Altman Calls on China to Participate in Global AI Rulemaking

Sam Altman continues to call for coordinated international regulation of artificial intelligence. The OpenAI co-founder and CEO visited Seoul this past weekend to meet with South Korean President Yoon Suk Yeol, who issued a statement saying it is important to act “with a sense of speed” in establishing international standards or face unwanted “side effects.” Altman also virtually delivered a keynote address to Chinese AI researchers at an annual conference hosted by the Beijing Academy of Artificial Intelligence, calling on China to participate in global rulemaking.

Despite tensions with the West, about a dozen U.S. and UK notables participated in the event. In addition to Altman, other BAAI conference speakers included former Google Brain researcher Geoff Hinton, MIT professor Max Tegmark and Meta Platforms chief AI scientist Yann LeCun.
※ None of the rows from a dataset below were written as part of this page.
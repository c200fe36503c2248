//! Application layer managing state and survey workflows.
//!
//! This module coordinates between the domain layer and presentation
//! layer: step navigation, focus, editing, and the submission lifecycle.

pub mod state;

pub use state::*;
#[cfg(test)]
mod tests {
    use super::*;

    #[test]
    fn every_table_starts_with_one_blank_row() {
        let form = SurveyForm::default();
        for kind in TableKind::ALL {
            assert_eq!(form.table(kind).row_count(), 1);
        }
    }

    #[test]
    fn set_field_rejects_undeclared_keys() {
        let mut form = SurveyForm::default();
        let err = form
            .set_field("no_such_field", FieldValue::Text("x".into()))
            .unwrap_err();
        assert_eq!(err, DomainError::UnknownField("no_such_field".into()));
    }

    #[test]
    fn set_cell_distinguishes_bad_rows_from_bad_columns() {
        let mut form = SurveyForm::default();
        assert_eq!(
            form.set_cell(TableKind::Waste, 3, 0, "x".into()).unwrap_err(),
            DomainError::RowOutOfRange { row: 3 }
        );
        assert!(matches!(
            form.set_cell(TableKind::Waste, 0, 9, "x".into()).unwrap_err(),
            DomainError::UnknownColumn(_)
        ));
    }

    #[test]
    fn snapshot_drops_blank_scalars_and_keeps_selected_radio() {
        let mut form = SurveyForm::default();
        form.set_field("company_name", FieldValue::Text("Công ty A".into()))
            .unwrap();
        form.set_field("address", FieldValue::Text("   ".into())).unwrap();
        form.set_field("company_type", FieldValue::Text("Công ty TNHH".into()))
            .unwrap();

        let snapshot = form.snapshot();
        assert_eq!(snapshot.scalar_text("company_name"), Some("Công ty A"));
        assert_eq!(snapshot.scalar_text("address"), None);
        assert_eq!(snapshot.scalar_text("company_type"), Some("Công ty TNHH"));
    }

    #[test]
    fn snapshot_is_idempotent() {
        let mut form = SurveyForm::default();
        form.set_field("company_name", FieldValue::Text("Nada".into()))
            .unwrap();
        form.set_cell(TableKind::Waste, 0, 0, "Giấy vụn".into()).unwrap();
        form.set_cell(TableKind::Waste, 0, 1, "12.5".into()).unwrap();

        assert_eq!(form.snapshot(), form.snapshot());
    }

    #[test]
    fn snapshot_excludes_rows_with_no_populated_field() {
        let mut form = SurveyForm::default();
        form.add_row(TableKind::Waste).unwrap();
        form.add_row(TableKind::Waste).unwrap();
        form.set_cell(TableKind::Waste, 1, 0, "Nhựa".into()).unwrap();

        let snapshot = form.snapshot();
        let rows = snapshot.rows(TableKind::Waste);
        assert_eq!(rows.len(), 1);
        assert_eq!(rows[0]["waste_name"], "Nhựa");
    }

    #[test]
    fn snapshot_rows_keep_column_order() {
        let mut form = SurveyForm::default();
        form.set_cell(TableKind::Waste, 0, 4, "URENCO".into()).unwrap();
        form.set_cell(TableKind::Waste, 0, 0, "Giấy".into()).unwrap();
        form.set_cell(TableKind::Waste, 0, 2, "3".into()).unwrap();

        let snapshot = form.snapshot();
        let keys: Vec<&String> = snapshot.rows(TableKind::Waste)[0].keys().collect();
        assert_eq!(keys, ["waste_name", "waste_2024", "waste_receiver"]);
    }

    #[test]
    fn add_row_rejected_at_cap_and_count_unchanged() {
        let mut form = SurveyForm::default();
        for _ in 1..10 {
            form.add_row(TableKind::Waste).unwrap();
        }
        assert_eq!(form.table(TableKind::Waste).row_count(), 10);

        let err = form.add_row(TableKind::Waste).unwrap_err();
        assert_eq!(err, DomainError::RowLimitReached { max_rows: 10 });
        assert_eq!(form.table(TableKind::Waste).row_count(), 10);
    }

    #[test]
    fn hazardous_table_caps_at_nine_rows() {
        let mut form = SurveyForm::default();
        for _ in 1..9 {
            form.add_row(TableKind::Hazardous).unwrap();
        }
        let err = form.add_row(TableKind::Hazardous).unwrap_err();
        assert_eq!(err, DomainError::RowLimitReached { max_rows: 9 });
    }

    #[test]
    fn remove_row_rejected_below_one() {
        let mut form = SurveyForm::default();
        let err = form.remove_row(TableKind::Waste).unwrap_err();
        assert_eq!(err, DomainError::MinimumRowsRequired);
        assert_eq!(form.table(TableKind::Waste).row_count(), 1);
    }

    #[test]
    fn flatten_passes_scalars_through_and_blanks_missing_ones() {
        let mut form = SurveyForm::default();
        form.set_field("company_name", FieldValue::Text("Công ty B".into()))
            .unwrap();
        form.set_field("contact_phone", FieldValue::Text("0123 456 789".into()))
            .unwrap();

        let record = form.snapshot().flatten("2025-08-30T00:00:00Z".into());
        assert_eq!(record.company_name, "Công ty B");
        assert_eq!(record.contact_phone, "0123 456 789");
        assert_eq!(record.address, "");
        assert_eq!(record.timestamp, "2025-08-30T00:00:00Z");
    }

    #[test]
    fn flatten_serializes_rows_as_parseable_blobs() {
        let mut form = SurveyForm::default();
        form.set_cell(TableKind::Hazardous, 0, 0, "Dầu thải".into()).unwrap();
        form.set_cell(TableKind::Hazardous, 0, 1, "17 02 03".into()).unwrap();
        form.set_cell(TableKind::Hazardous, 0, 3, "40".into()).unwrap();

        let record = form.snapshot().flatten(String::new());
        let rows: Vec<Map<String, Value>> =
            serde_json::from_str(&record.hazardous_data_json).unwrap();
        assert_eq!(rows.len(), 1);
        assert_eq!(rows[0]["haz_name"], "Dầu thải");
        assert_eq!(rows[0]["haz_code"], "17 02 03");
        assert_eq!(rows[0]["haz_2024"], "40");

        let empty: Vec<Map<String, Value>> =
            serde_json::from_str(&record.waste_data_json).unwrap();
        assert!(empty.is_empty());
    }

    #[test]
    fn normalized_repairs_missing_tables_and_short_rows() {
        let json = r#"{"fields":{},"tables":{"Waste":{"rows":[["Giấy"]]}}}"#;
        let form: SurveyForm = serde_json::from_str(json).unwrap();
        let form = form.normalized();

        for kind in TableKind::ALL {
            assert!(form.table(kind).row_count() >= 1, "{:?}", kind);
        }
        assert_eq!(form.table(TableKind::Waste).rows()[0].len(), 5);
        assert_eq!(form.cell(TableKind::Waste, 0, 0), "Giấy");
        assert_eq!(form.cell(TableKind::Waste, 0, 4), "");
    }

    #[test]
    fn draft_round_trips_through_json() {
        let mut form = SurveyForm::default();
        form.set_field("company_name", FieldValue::Text("Công ty C".into()))
            .unwrap();
        form.add_row(TableKind::IndustrialReuse).unwrap();
        form.set_cell(TableKind::IndustrialReuse, 1, 1, "7.25".into()).unwrap();

        let json = serde_json::to_string(&form).unwrap();
        let restored: SurveyForm = serde_json::from_str(&json).unwrap();
        assert_eq!(restored.field_text("company_name"), "Công ty C");
        assert_eq!(restored.cell(TableKind::IndustrialReuse, 1, 1), "7.25");
        assert_eq!(restored.snapshot(), form.snapshot());
    }
}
Representatives from Nvidia and generative AI firms Anthropic and Midjourney also spoke at the conference. Altman, who opened the session on AI safety, called China’s AI researchers “some of the best AI talent in the world” and said he hopes they “will make great contributions,” according to The Wall Street Journal.

Locals speaking at the event were from China’s top universities and tech firms, including search giant Baidu, speech-recognition firm iFLYTEK, and telecom giant Huawei. The U.S. has sanctioned the latter two.

Despite such friction, the BAAI conference “has become one of the country’s most prominent forums for bringing together Chinese and Western researchers,” WSJ writes, adding that “this year’s proceedings covered a breadth of topics ranging from the latest large language models and next-generation semiconductor design to applications of AI in life sciences and self-driving cars.”

Among U.S. lawmakers, anxieties of China supplanting U.S. technological leadership have fueled regulatory discussions. WSJ cites a paper by the Brookings Institution that suggests China currently “produces more high-quality research papers in the field than the U.S. but still lags behind in ‘paradigm-shifting breakthroughs.’”

WSJ posits that “in generative AI, the latest wave of top-tier AI systems, China remains one to two years behind U.S. development and reliant on U.S. innovations.” The Chinese government has made AI a priority, simultaneously advancing regulation to keep the technology in compliance with rules controlling its heavily censored Internet.

OpenAI doesn’t make ChatGPT available in China, though users there have found workarounds. “Both Google and OpenAI, which has partnered with Microsoft, have restricted access to their powerful artificial intelligence chatbots in Hong Kong,” CNBC reports, citing “fears over how China’s influence will impact its ability to maintain an open Internet.”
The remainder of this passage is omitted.